Я пригляделась. Под скелетом лапы валялись монеты, пригоршни алмазов. Генерал приблизился к длинному когтю, повесил на него золотую цепочку, затем достал из-за пазухи бумажный сверток и ловко зашвырнул его в чашу. Пламя зашипело, пыхнуло клубами дыма, ввысь взметнулись искры и унеслись в отдушину купола, а помещение сразу заволокло вяжущим травяным ароматом. Пока Тир выгружал вещи из баула, я бродила вдоль стен и заглядывала в узкие окна-бойницы.

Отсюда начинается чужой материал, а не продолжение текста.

//! Document API endpoints.
//!
//! Upload (with or without waiting), the record wait, record lookup, the two
//! download artifacts and wait cancellation.

use axum::{
    Json,
    extract::{Multipart, Path, Query, State, multipart::MultipartError},
    http::{StatusCode, header},
    response::{IntoResponse, Response},
};
use bytes::Bytes;
use serde::{Deserialize, Serialize};
use std::sync::Arc;

use crate::error::{ServiceError, ServiceResult};
use crate::records::{ExtractionRecord, ExtractionStatus};
use crate::render::{
    attachment_disposition, original_filename, pdf_artifact_name, render_text_pdf,
    text_artifact_name,
};
use crate::service::{NOT_FOUND_MESSAGE, PollOutcome, UploadReceipt};

use super::AppState;

/// How a record wait ended, as returned to the client
#[derive(Default, Serialize)]
pub struct WaitResult {
    /// `uploaded`, `completed`, `failed`, `not_found` or `cancelled`
    pub status: &'static str,
    #[serde(skip_serializing_if = "Option::is_none")]
    pub extracted_text: Option<String>,
    #[serde(skip_serializing_if = "Option::is_none")]
    pub uploaded_at: Option<String>,
    #[serde(skip_serializing_if = "Option::is_none")]
    pub error: Option<String>,
    #[serde(skip_serializing_if = "Option::is_none")]
    pub message: Option<String>,
    #[serde(skip_serializing_if = "Option::is_none")]
    pub attempts: Option<u32>,
    #[serde(skip_serializing_if = "Option::is_none")]
    pub text_url: Option<String>,
    #[serde(skip_serializing_if = "Option::is_none")]
    pub pdf_url: Option<String>,
}

impl WaitResult {
    /// Stored but not waited for
    fn uploaded() -> (StatusCode, Self) {
        let result = Self {
            status: "uploaded",
            ..Self::default()
        };
        (StatusCode::ACCEPTED, result)
    }

    fn from_outcome(document_key: &str, outcome: PollOutcome) -> (StatusCode, Self) {
        let mut result = Self {
            status: outcome.as_str(),
            ..Self::default()
        };

        let status = match outcome {
            PollOutcome::Found(record) => {
                result.status = record.status.as_str();
                result.uploaded_at = Some(record.uploaded_at_string());
                result.text_url = Some(format!("/api/documents/{document_key}/text"));
                result.pdf_url = Some(format!("/api/documents/{document_key}/pdf"));
                result.extracted_text = Some(record.extracted_text);
                result.error = record.error;
                StatusCode::OK
            }
            PollOutcome::NotFound { attempts } => {
                result.message = Some(NOT_FOUND_MESSAGE.to_string());
                result.attempts = Some(attempts);
                StatusCode::ACCEPTED
            }
            PollOutcome::Cancelled { attempts } => {
                result.message = Some("Waiting for the extracted text was cancelled.".to_string());
                result.attempts = Some(attempts);
                StatusCode::OK
            }
        };

        (status, result)
    }
}

/// Result of an upload, and of the wait that followed it when requested
#[derive(Serialize)]
pub struct UploadResponse {
    pub document_key: String,
    pub filename: String,
    pub content_type: String,
    pub size: u64,
    pub wait_url: String,
    #[serde(flatten)]
    pub result: WaitResult,
}

impl UploadResponse {
    fn new(receipt: UploadReceipt, result: WaitResult) -> Self {
        Self {
            wait_url: format!("/api/documents/{}/wait", receipt.document_key),
            document_key: receipt.document_key,
            filename: receipt.filename,
            content_type: receipt.content_type,
            size: receipt.size,
            result,
        }
    }
}

#[derive(Serialize)]
pub struct WaitResponse {
    pub document_key: String,
    #[serde(flatten)]
    pub result: WaitResult,
}

#[derive(Deserialize)]
pub struct UploadParams {
    /// Wait for the extraction record before answering
    #[serde(default = "default_wait")]
    pub wait: bool,
}

fn default_wait() -> bool {
    true
}

/// Lines in stored text; empty text has none
fn text_line_count(text: &str) -> usize {
    if text.is_empty() {
        0
    } else {
        text.split('\n').count()
    }
}

/// Stored extraction record
#[derive(Serialize)]
pub struct DocumentRecordResponse {
    pub document_key: String,
    pub filename: String,
    pub uploaded_at: String,
    pub status: ExtractionStatus,
    pub extracted_text: String,
    #[serde(skip_serializing_if = "Option::is_none")]
    pub error: Option<String>,
    pub line_count: usize,
}

impl From<ExtractionRecord> for DocumentRecordResponse {
    fn from(record: ExtractionRecord) -> Self {
        Self {
            filename: original_filename(&record.document_name).to_string(),
            uploaded_at: record.uploaded_at_string(),
            status: record.status,
            line_count: text_line_count(&record.extracted_text),
            document_key: record.document_name,
            extracted_text: record.extracted_text,
            error: record.error,
        }
    }
}

#[derive(Serialize)]
pub struct CancelWaitResponse {
    pub document_key: String,
    pub cancelled: bool,
}

/// Multipart read failures; bodies over the upload limit are 413
fn multipart_error(error: MultipartError, max_upload_bytes: u64) -> ServiceError {
    if error.status() == StatusCode::PAYLOAD_TOO_LARGE {
        ServiceError::BodyTooLarge {
            max: max_upload_bytes,
        }
    } else {
        ServiceError::InvalidRequest {
            message: error.body_text(),
        }
    }
}

/// Upload a document and, unless `?wait=false`, wait for its extracted text
pub async fn upload_document_handler(
    State(state): State<Arc<AppState>>,
    Query(params): Query<UploadParams>,
    mut multipart: Multipart,
) -> ServiceResult<(StatusCode, Json<UploadResponse>)> {
    let max_upload_bytes = state.service.config.uploader.max_upload_bytes;
    let mut upload: Option<(String, Option<String>, Bytes)> = None;

    while let Some(field) = multipart
        .next_field()
        .await
        .map_err(|e| multipart_error(e, max_upload_bytes))?
    {
        if field.name() != Some("file") {
            continue;
        }

        let filename = field.file_name().unwrap_or_default().to_string();
        let content_type = field.content_type().map(str::to_string);
        let data = field
            .bytes()
            .await
            .map_err(|e| multipart_error(e, max_upload_bytes))?;
        upload = Some((filename, content_type, data));
    }

    let (filename, content_type, data) = upload.ok_or_else(|| ServiceError::InvalidRequest {
        message: "multipart field `file` is required".to_string(),
    })?;

    let (receipt, (status, result)) = if params.wait {
        let (receipt, outcome) = state
            .service
            .upload_and_wait(&filename, content_type.as_deref(), data)
            .await?;
        let result = WaitResult::from_outcome(&receipt.document_key, outcome);
        (receipt, result)
    } else {
        let receipt = state
            .service
            .upload_document(&filename, content_type.as_deref(), data)
            .await?;
        (receipt, WaitResult::uploaded())
    };

    Ok((status, Json(UploadResponse::new(receipt, result))))
}

/// Wait for the extraction record of an uploaded document
pub async fn wait_for_document_handler(
    State(state): State<Arc<AppState>>,
    Path(key): Path<String>,
) -> ServiceResult<(StatusCode, Json<WaitResponse>)> {
    let outcome = state.service.wait_for_record(&key).await?;
    let (status, result) = WaitResult::from_outcome(&key, outcome);
    Ok((
        status,
        Json(WaitResponse {
            document_key: key,
            result,
        }),
    ))
}

/// Get the extraction record of a document
pub async fn get_document_handler(
    State(state): State<Arc<AppState>>,
    Path(key): Path<String>,
) -> ServiceResult<Json<DocumentRecordResponse>> {
    let record = state.service.get_record(&key)?;
    Ok(Json(record.into()))
}

/// Extracted text as a plain-text download
pub async fn download_text_handler(
    State(state): State<Arc<AppState>>,
    Path(key): Path<String>,
) -> ServiceResult<Response> {
    let record = state.service.get_record(&key)?;

    Ok((
        StatusCode::OK,
        [
            (header::CONTENT_TYPE, "text/plain; charset=utf-8".to_string()),
            (
                header::CONTENT_DISPOSITION,
                attachment_disposition(&text_artifact_name(&key)),
            ),
        ],
        record.extracted_text,
    )
        .into_response())
}

/// Extracted text rendered as a paginated PDF download
pub async fn download_pdf_handler(
    State(state): State<Arc<AppState>>,
    Path(key): Path<String>,
) -> ServiceResult<Response> {
    let record = state.service.get_record(&key)?;
    let pdf = render_text_pdf(&record.extracted_text)?;

    Ok((
        StatusCode::OK,
        [
            (header::CONTENT_TYPE, mime::APPLICATION_PDF.to_string()),
            (
                header::CONTENT_DISPOSITION,
                attachment_disposition(&pdf_artifact_name(&key)),
            ),
        ],
        pdf,
    )
        .into_response())
}

/// Cancel every in-flight wait on a document
pub async fn cancel_wait_handler(
    State(state): State<Arc<AppState>>,
    Path(key): Path<String>,
) -> Json<CancelWaitResponse> {
    let cancelled = state.service.cancel_wait(&key);
    Json(CancelWaitResponse {
        document_key: key,
        cancelled,
    })
}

Сумерки над пустыней сгущались, рубиновый горизонт гас как прогоревший за день фитиль. Барханы – черные волны, небо – глубокое, полночное и блещущее. Никогда и нигде я не видела таких близких, ярко мерцающих звезд. С небом перемигивалось море, его гладь искрилась, шла таинственными всполохами-трещинами, кромка воды тускло люминесцировала. Почему, отчего такая фантастика? Вообще не важно. Сейчас надо просто быть, внимать, позволить соленому ветру путать волосы и наслаждаться новой энергией, распиравшей измученное тело. Еще один момент из тех, что пропечатает память насквозь, из тех, который подвесишь на шелковую ленту воспоминаний в закромах сознания, чтобы однажды, в особенно темные времена, когда вновь заплутаешь, он вспыхнул спасительным маяком и осветил тебе путь.

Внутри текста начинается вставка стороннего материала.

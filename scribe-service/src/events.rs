//! Storage-write event notifications.
//!
//! The wire format follows the S3 event notification layout
//! (`Records[].s3.bucket.name`, `Records[].s3.object.key`) so the worker can be
//! driven by a real bucket notification as well as by the local object store.

use chrono::{DateTime, SecondsFormat, Utc};
use serde::{Deserialize, Serialize};
use tracing::warn;

use crate::error::{ServiceError, ServiceResult};
use crate::storage::ObjectRef;

const EVENT_SOURCE: &str = "scribe:storage";
const EVENT_NAME_PUT: &str = "ObjectCreated:Put";

/// A storage-write event as seen by the worker (key already decoded)
#[derive(Debug, Clone, PartialEq, Eq)]
pub struct StorageEvent {
    pub object: ObjectRef,
    pub size: Option<u64>,
    pub etag: Option<String>,
    pub event_time: DateTime<Utc>,
}

impl StorageEvent {
    pub fn object_created(object: ObjectRef, size: u64, etag: String) -> Self {
        Self {
            object,
            size: Some(size),
            etag: Some(etag),
            event_time: Utc::now(),
        }
    }

    /// Build the notification payload for this event, with the key encoded
    /// the way bucket notifications encode it.
    pub fn to_notification(&self) -> StorageNotification {
        StorageNotification {
            records: vec![NotificationRecord {
                event_source: Some(EVENT_SOURCE.to_string()),
                event_name: Some(EVENT_NAME_PUT.to_string()),
                event_time: Some(
                    self.event_time
                        .to_rfc3339_opts(SecondsFormat::Millis, true),
                ),
                s3: S3Entity {
                    bucket: BucketEntity {
                        name: self.object.bucket.clone(),
                    },
                    object: ObjectEntity {
                        key: encode_object_key(&self.object.key),
                        size: self.size,
                        e_tag: self.etag.clone(),
                    },
                },
            }],
        }
    }
}

/// Notification envelope
#[derive(Debug, Clone, Serialize, Deserialize)]
pub struct StorageNotification {
    #[serde(rename = "Records", default)]
    pub records: Vec<NotificationRecord>,
}

#[derive(Debug, Clone, Serialize, Deserialize)]
#[serde(rename_all = "camelCase")]
pub struct NotificationRecord {
    #[serde(default, skip_serializing_if = "Option::is_none")]
    pub event_source: Option<String>,
    #[serde(default, skip_serializing_if = "Option::is_none")]
    pub event_name: Option<String>,
    #[serde(default, skip_serializing_if = "Option::is_none")]
    pub event_time: Option<String>,
    pub s3: S3Entity,
}

#[derive(Debug, Clone, Serialize, Deserialize)]
pub struct S3Entity {
    pub bucket: BucketEntity,
    pub object: ObjectEntity,
}

#[derive(Debug, Clone, Serialize, Deserialize)]
pub struct BucketEntity {
    pub name: String,
}

#[derive(Debug, Clone, Serialize, Deserialize)]
#[serde(rename_all = "camelCase")]
pub struct ObjectEntity {
    pub key: String,
    #[serde(default, skip_serializing_if = "Option::is_none")]
    pub size: Option<u64>,
    #[serde(default, skip_serializing_if = "Option::is_none")]
    pub e_tag: Option<String>,
}

impl StorageNotification {
    /// Decode the first record of the notification.
    ///
    /// Only one object is processed per notification; additional records are
    /// logged and dropped.
    pub fn first_event(&self) -> ServiceResult<StorageEvent> {
        let record = self.records.first().ok_or_else(|| ServiceError::InvalidEvent {
            message: "notification contains no records".to_string(),
        })?;

        if self.records.len() > 1 {
            warn!(
                records = self.records.len(),
                "Storage notification carries more than one record, processing only the first"
            );
        }

        if record.s3.bucket.name.is_empty() {
            return Err(ServiceError::InvalidEvent {
                message: "bucket name is empty".to_string(),
            });
        }

        let key = decode_object_key(&record.s3.object.key)?;
        if key.is_empty() {
            return Err(ServiceError::InvalidEvent {
                message: "object key is empty".to_string(),
            });
        }

        let event_time = record
            .event_time
            .as_deref()
            .and_then(|t| DateTime::parse_from_rfc3339(t).ok())
            .map(|t| t.with_timezone(&Utc))
            .unwrap_or_else(Utc::now);

        Ok(StorageEvent {
            object: ObjectRef::new(record.s3.bucket.name.clone(), key),
            size: record.s3.object.size,
            etag: record.s3.object.e_tag.clone(),
            event_time,
        })
    }
}

/// Decode a notification object key: `+` is a space, then percent-decoding.
pub fn decode_object_key(raw: &str) -> ServiceResult<String> {
    let spaced = raw.replace('+', " ");
    urlencoding::decode(&spaced)
        .map(|decoded| decoded.into_owned())
        .map_err(|e| ServiceError::InvalidEvent {
            message: format!("object key {raw:?} is not valid percent-encoded UTF-8: {e}"),
        })
}

/// Inverse of [`decode_object_key`].
pub fn encode_object_key(key: &str) -> String {
    urlencoding::encode(key).replace("%20", "+")
}

#[cfg(test)]
mod tests {
    use super::*;

    const SAMPLE: &str = r#"{
        "Records": [
            {
                "eventVersion": "2.1",
                "eventSource": "aws:s3",
                "awsRegion": "us-east-1",
                "eventTime": "2024-05-01T12:30:00.000Z",
                "eventName": "ObjectCreated:Put",
                "s3": {
                    "s3SchemaVersion": "1.0",
                    "bucket": { "name": "documents", "arn": "arn:aws:s3:::documents" },
                    "object": {
                        "key": "5d3c2a10-4b7e-4a53-9a51-2f0e8d6c1b11_my+scan%281%29.pdf",
                        "size": 2048,
                        "eTag": "abc123"
                    }
                }
            }
        ]
    }"#;

    #[test]
    fn test_first_event_decodes_key() {
        let notification: StorageNotification = serde_json::from_str(SAMPLE).unwrap();
        let event = notification.first_event().unwrap();

        assert_eq!(event.object.bucket, "documents");
        assert_eq!(
            event.object.key,
            "5d3c2a10-4b7e-4a53-9a51-2f0e8d6c1b11_my scan(1).pdf"
        );
        assert_eq!(event.size, Some(2048));
        assert_eq!(event.etag.as_deref(), Some("abc123"));
        assert_eq!(
            event.event_time.to_rfc3339_opts(SecondsFormat::Secs, true),
            "2024-05-01T12:30:00Z"
        );
    }

    #[test]
    fn test_only_first_record_is_used() {
        let json = r#"{"Records": [
            {"s3": {"bucket": {"name": "a"}, "object": {"key": "first.png"}}},
            {"s3": {"bucket": {"name": "b"}, "object": {"key": "second.png"}}}
        ]}"#;
        let notification: StorageNotification = serde_json::from_str(json).unwrap();
        let event = notification.first_event().unwrap();
        assert_eq!(event.object, ObjectRef::new("a", "first.png"));
    }

    #[test]
    fn test_empty_notification_is_rejected() {
        let notification: StorageNotification = serde_json::from_str("{}").unwrap();
        assert!(matches!(
            notification.first_event(),
            Err(ServiceError::InvalidEvent { .. })
        ));
    }

    #[test]
    fn test_invalid_utf8_key_is_rejected() {
        assert!(matches!(
            decode_object_key("bad%FF%FEkey"),
            Err(ServiceError::InvalidEvent { .. })
        ));
    }

    #[test]
    fn test_literal_plus_survives_encoding() {
        let key = "id_c++ notes.png";
        let encoded = encode_object_key(key);
        assert_eq!(encoded, "id_c%2B%2B+notes.png");
        assert_eq!(decode_object_key(&encoded).unwrap(), key);
    }

    #[test]
    fn test_to_notification_shape() {
        let event = StorageEvent::object_created(
            ObjectRef::new("documents", "k_photo one.jpg"),
            10,
            "etag".to_string(),
        );
        let json = serde_json::to_value(event.to_notification()).unwrap();
        assert_eq!(json["Records"][0]["s3"]["bucket"]["name"], "documents");
        assert_eq!(json["Records"][0]["s3"]["object"]["key"], "k_photo+one.jpg");
        assert_eq!(json["Records"][0]["s3"]["object"]["eTag"], "etag");
        assert_eq!(json["Records"][0]["eventName"], "ObjectCreated:Put");
    }
}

Внезапно я обернулась. Захотелось обернуться. И наткнулась на пристальный, следящий взгляд Тира. Командующий закончил с вещами и теперь сидел на расстеленном спальнике, широко расставив ноги, уперев локти в колени. И вид у него был такой… сосредоточенный, будто он что-то прикидывал в уме, будто и не на меня смотрел, а на доску для рейшиха, например. На какой-то хитрый и оттого очень любопытный расклад фигур. Пространство между нами мигом наполнилось неуловимыми смыслами, я поспешила отвернуться, спрятать волнение и… улыбку.

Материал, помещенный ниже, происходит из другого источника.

//! Page layout for the PDF rendering of extracted text.

use super::helvetica::string_width;

/// US Letter, in points
pub const PAGE_WIDTH: i64 = 612;
pub const PAGE_HEIGHT: i64 = 792;
pub const MARGIN: i64 = 50;
pub const FONT_SIZE: i64 = 12;
pub const LINE_HEIGHT: i64 = 15;

/// A line of text positioned on a page (PDF coordinates, origin bottom-left)
#[derive(Debug, Clone, PartialEq, Eq)]
pub struct PlacedLine {
    pub x: i64,
    pub y: i64,
    pub text: String,
}

#[derive(Debug, Clone, Default, PartialEq, Eq)]
pub struct PageLayout {
    pub lines: Vec<PlacedLine>,
}

/// Greedy word wrap of one paragraph.
///
/// Words are separated by any whitespace and re-joined with single spaces.
/// A word wider than `max_width` is never broken; it gets a line to itself.
pub fn simple_split(paragraph: &str, font_size: f32, max_width: f32) -> Vec<String> {
    let space = string_width(" ", font_size);
    let mut lines = Vec::new();
    let mut current = String::new();
    let mut current_width = 0.0_f32;

    for word in paragraph.split_whitespace() {
        let width = string_width(word, font_size);
        if current.is_empty() {
            current.push_str(word);
            current_width = width;
        } else if current_width + space + width <= max_width {
            current.push(' ');
            current.push_str(word);
            current_width += space + width;
        } else {
            lines.push(std::mem::take(&mut current));
            current.push_str(word);
            current_width = width;
        }
    }

    if !current.is_empty() {
        lines.push(current);
    }
    lines
}

/// Split text into drawable lines: one wrapped block per `\n`-separated
/// paragraph, and a single empty line for each blank paragraph.
pub fn wrap_text(text: &str) -> Vec<String> {
    let max_width = (PAGE_WIDTH - 2 * MARGIN) as f32;
    let mut lines = Vec::new();

    for paragraph in text.split('\n') {
        if paragraph.trim().is_empty() {
            lines.push(String::new());
        } else {
            lines.extend(simple_split(paragraph, FONT_SIZE as f32, max_width));
        }
    }
    lines
}

/// Place wrapped lines top to bottom, starting a new page once the cursor
/// drops below the bottom margin. Always yields at least one page.
pub fn paginate(text: &str) -> Vec<PageLayout> {
    let top = PAGE_HEIGHT - MARGIN;
    let mut pages = vec![PageLayout::default()];
    let mut y = top;

    for line in wrap_text(text) {
        if y < MARGIN {
            pages.push(PageLayout::default());
            y = top;
        }
        if let Some(page) = pages.last_mut() {
            page.lines.push(PlacedLine {
                x: MARGIN,
                y,
                text: line,
            });
        }
        y -= LINE_HEIGHT;
    }

    pages
}

#[cfg(test)]
mod tests {
    use super::*;

    #[test]
    fn test_simple_split_wraps_on_width() {
        // "word" is 26.004pt and a space 3.336pt at 12pt: 17 words fit in 512pt
        let paragraph = vec!["word"; 40].join(" ");
        let lines = simple_split(&paragraph, 12.0, 512.0);
        let counts: Vec<usize> = lines.iter().map(|l| l.split(' ').count()).collect();
        assert_eq!(counts, vec![17, 17, 6]);
    }

    #[test]
    fn test_simple_split_keeps_long_words_whole() {
        let long = "a".repeat(120);
        let lines = simple_split(&format!("short {long} tail"), 12.0, 512.0);
        assert_eq!(lines, vec!["short".to_string(), long, "tail".to_string()]);
    }

    #[test]
    fn test_simple_split_collapses_whitespace() {
        assert_eq!(simple_split("  a\t b  ", 12.0, 512.0), vec!["a b"]);
    }

    #[test]
    fn test_wrap_text_keeps_blank_paragraphs() {
        assert_eq!(wrap_text("Hello\n\n  \nWorld"), vec!["Hello", "", "", "World"]);
        assert_eq!(wrap_text(""), vec![""]);
    }

    #[test]
    fn test_paginate_positions() {
        let pages = paginate("Hello\nWorld");
        assert_eq!(pages.len(), 1);
        assert_eq!(
            pages[0].lines,
            vec![
                PlacedLine { x: 50, y: 742, text: "Hello".to_string() },
                PlacedLine { x: 50, y: 727, text: "World".to_string() },
            ]
        );
    }

    #[test]
    fn test_paginate_breaks_after_47_lines() {
        let text = (1..=48).map(|i| format!("line {i}")).collect::<Vec<_>>().join("\n");
        let pages = paginate(&text);

        assert_eq!(pages.len(), 2);
        assert_eq!(pages[0].lines.len(), 47);
        assert_eq!(pages[0].lines.last().unwrap().y, 52);
        assert_eq!(pages[1].lines.len(), 1);
        assert_eq!(pages[1].lines[0].y, 742);
        assert_eq!(pages[1].lines[0].text, "line 48");
    }

    #[test]
    fn test_paginate_empty_text() {
        let pages = paginate("");
        assert_eq!(pages.len(), 1);
        assert_eq!(pages[0].lines.len(), 1);
        assert_eq!(pages[0].lines[0].text, "");
    }
}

Уже холодало, но я не отходила от окон. Воздух чересчур прозрачный, сочный до одури. А после пришли звуки. Очень низкие. Сначала едва уловимые, на грани слышимости, потом выраженные, жутковатые. Словно где-то далеко в унисон жужжали громадные шершни.
– Что это? – Я инстинктивно попятилась.
Тир уже провернул неприметное колесо-рычаг у постамента, и на бойницы опустились тяжелые железные листы, отрезав основную часть шума.
– Песок поет.
Песок не пел, песок выл, скрежетал и даже свирепо лаял.